//! Append-only JSONL trade journal, one file per UTC day.

use std::{
    fs::{create_dir_all, File, OpenOptions},
    io::Write,
    path::{Path, PathBuf},
    sync::Arc,
};

use chrono::{DateTime, SecondsFormat, Utc};
use tokio::sync::Mutex;
use tracing::warn;

pub const BOT_TRADE_DIR: &str = "ha-bot";

pub type SharedTradeJournal = Arc<Mutex<TradeJournal>>;

pub fn now_iso() -> String {
    Utc::now().to_rfc3339_opts(SecondsFormat::Millis, true)
}

fn resolve_repo_root() -> Option<PathBuf> {
    let mut cursor = std::env::current_dir().ok()?;
    loop {
        if cursor.join(".git").is_dir() {
            return Some(cursor);
        }
        if !cursor.pop() {
            return None;
        }
    }
}

/// `$TRADES_DIR/ha-bot`, else `<repo root>/TRADES/ha-bot`, else `./TRADES/ha-bot`.
pub fn resolve_trades_dir() -> PathBuf {
    trades_dir_from(std::env::var("TRADES_DIR").ok(), resolve_repo_root())
}

fn trades_dir_from(trades_env: Option<String>, repo_root: Option<PathBuf>) -> PathBuf {
    if let Some(raw) = trades_env {
        let trimmed = raw.trim();
        if !trimmed.is_empty() {
            return PathBuf::from(trimmed).join(BOT_TRADE_DIR);
        }
    }

    repo_root
        .unwrap_or_default()
        .join("TRADES")
        .join(BOT_TRADE_DIR)
}

/// Writes each event to `trades-<day>.jsonl`, where the day comes from the
/// event's own `ts` (UTC). Events without a parsable `ts` go to today's file.
pub struct TradeJournal {
    dir: PathBuf,
    current: Option<(String, File)>,
}

impl TradeJournal {
    pub fn open(dir: PathBuf) -> std::io::Result<Self> {
        create_dir_all(&dir)?;
        let mut journal = Self { dir, current: None };
        journal.file_for(&day_key(None))?;
        Ok(journal)
    }

    pub fn day_file(&self, day: &str) -> PathBuf {
        self.dir.join(format!("trades-{}.jsonl", day))
    }

    fn file_for(&mut self, day: &str) -> std::io::Result<&mut File> {
        if self.current.as_ref().map(|(d, _)| d.as_str()) != Some(day) {
            let file = OpenOptions::new()
                .create(true)
                .append(true)
                .open(self.day_file(day))?;
            self.current = Some((day.to_string(), file));
        }
        self.current
            .as_mut()
            .map(|(_, file)| file)
            .ok_or_else(|| std::io::Error::other("journal file not open"))
    }

    /// Failures are logged and swallowed; the journal never stops a cycle.
    pub fn write_event(&mut self, event: serde_json::Value) {
        let day = day_key(event.get("ts").and_then(|ts| ts.as_str()));
        let write_result = serde_json::to_string(&event)
            .map_err(std::io::Error::from)
            .and_then(|line| {
                let file = self.file_for(&day)?;
                writeln!(file, "{}", line)?;
                file.flush()
            });

        if let Err(e) = write_result {
            warn!("Trade journal write failed: {}", e);
        }
    }

    pub fn dir(&self) -> &Path {
        &self.dir
    }
}

fn day_key(ts: Option<&str>) -> String {
    ts.and_then(|raw| DateTime::parse_from_rfc3339(raw).ok())
        .map(|t| t.with_timezone(&Utc))
        .unwrap_or_else(Utc::now)
        .format("%Y-%m-%d")
        .to_string()
}

pub async fn write_trade_event(journal: &SharedTradeJournal, event: serde_json::Value) {
    let mut guard = journal.lock().await;
    guard.write_event(event);
}

#[cfg(test)]
mod tests {
    use super::*;
    use serde_json::json;

    #[test]
    fn test_trades_dir_resolution() {
        assert_eq!(
            trades_dir_from(Some("/tmp/journal".into()), Some(PathBuf::from("/repo"))),
            PathBuf::from("/tmp/journal/ha-bot")
        );
        assert_eq!(
            trades_dir_from(Some("  ".into()), Some(PathBuf::from("/repo"))),
            PathBuf::from("/repo/TRADES/ha-bot")
        );
        assert_eq!(
            trades_dir_from(None, None),
            PathBuf::from("TRADES/ha-bot")
        );
    }

    #[test]
    fn test_events_appended_as_lines() {
        let dir = tempfile::tempdir().unwrap();
        let mut journal = TradeJournal::open(dir.path().join("ha-bot")).unwrap();

        journal.write_event(json!({"kind": "bot_start", "ts": "2026-03-01T10:00:00.000Z"}));
        journal.write_event(json!({"kind": "signal", "side": "Buy", "ts": "2026-03-01T10:15:00.000Z"}));

        let contents = std::fs::read_to_string(journal.day_file("2026-03-01")).unwrap();
        let lines: Vec<serde_json::Value> = contents
            .lines()
            .map(|l| serde_json::from_str(l).unwrap())
            .collect();
        assert_eq!(lines.len(), 2);
        assert_eq!(lines[0]["kind"], "bot_start");
        assert_eq!(lines[1]["side"], "Buy");
    }

    #[test]
    fn test_rotates_on_event_day() {
        let dir = tempfile::tempdir().unwrap();
        let mut journal = TradeJournal::open(dir.path().join("ha-bot")).unwrap();

        journal.write_event(json!({"kind": "a", "ts": "2026-03-01T23:59:59.900Z"}));
        journal.write_event(json!({"kind": "b", "ts": "2026-03-02T00:00:00.100Z"}));
        // Offsets are normalised to UTC before picking the day.
        journal.write_event(json!({"kind": "c", "ts": "2026-03-02T01:30:00+02:00"}));

        let first = std::fs::read_to_string(journal.day_file("2026-03-01")).unwrap();
        let second = std::fs::read_to_string(journal.day_file("2026-03-02")).unwrap();
        assert_eq!(first.lines().count(), 2);
        assert!(first.contains("\"c\""));
        assert_eq!(second.lines().count(), 1);
    }

    #[test]
    fn test_event_without_ts_goes_to_today() {
        let dir = tempfile::tempdir().unwrap();
        let mut journal = TradeJournal::open(dir.path().join("ha-bot")).unwrap();
        journal.write_event(json!({"kind": "untimed"}));

        let today = Utc::now().format("%Y-%m-%d").to_string();
        let contents = std::fs::read_to_string(journal.day_file(&today)).unwrap();
        assert!(contents.contains("untimed"));
    }

    #[tokio::test]
    async fn test_shared_journal_reopens_in_append_mode() {
        let dir = tempfile::tempdir().unwrap();
        let path = dir.path().join("ha-bot");
        let ts = "2026-03-01T12:00:00.000Z";

        let shared: SharedTradeJournal =
            Arc::new(Mutex::new(TradeJournal::open(path.clone()).unwrap()));
        write_trade_event(&shared, json!({"kind": "first", "ts": ts})).await;
        drop(shared);

        let mut reopened = TradeJournal::open(path).unwrap();
        reopened.write_event(json!({"kind": "second", "ts": ts}));

        let contents = std::fs::read_to_string(reopened.day_file("2026-03-01")).unwrap();
        assert_eq!(contents.lines().count(), 2);
    }
}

### Exercise instructions
Scan the data above and report each line in which "return" is present.

### Written reply
            return Some(cursor);
            return None;
            return PathBuf::from(trimmed).join(BOT_TRADE_DIR);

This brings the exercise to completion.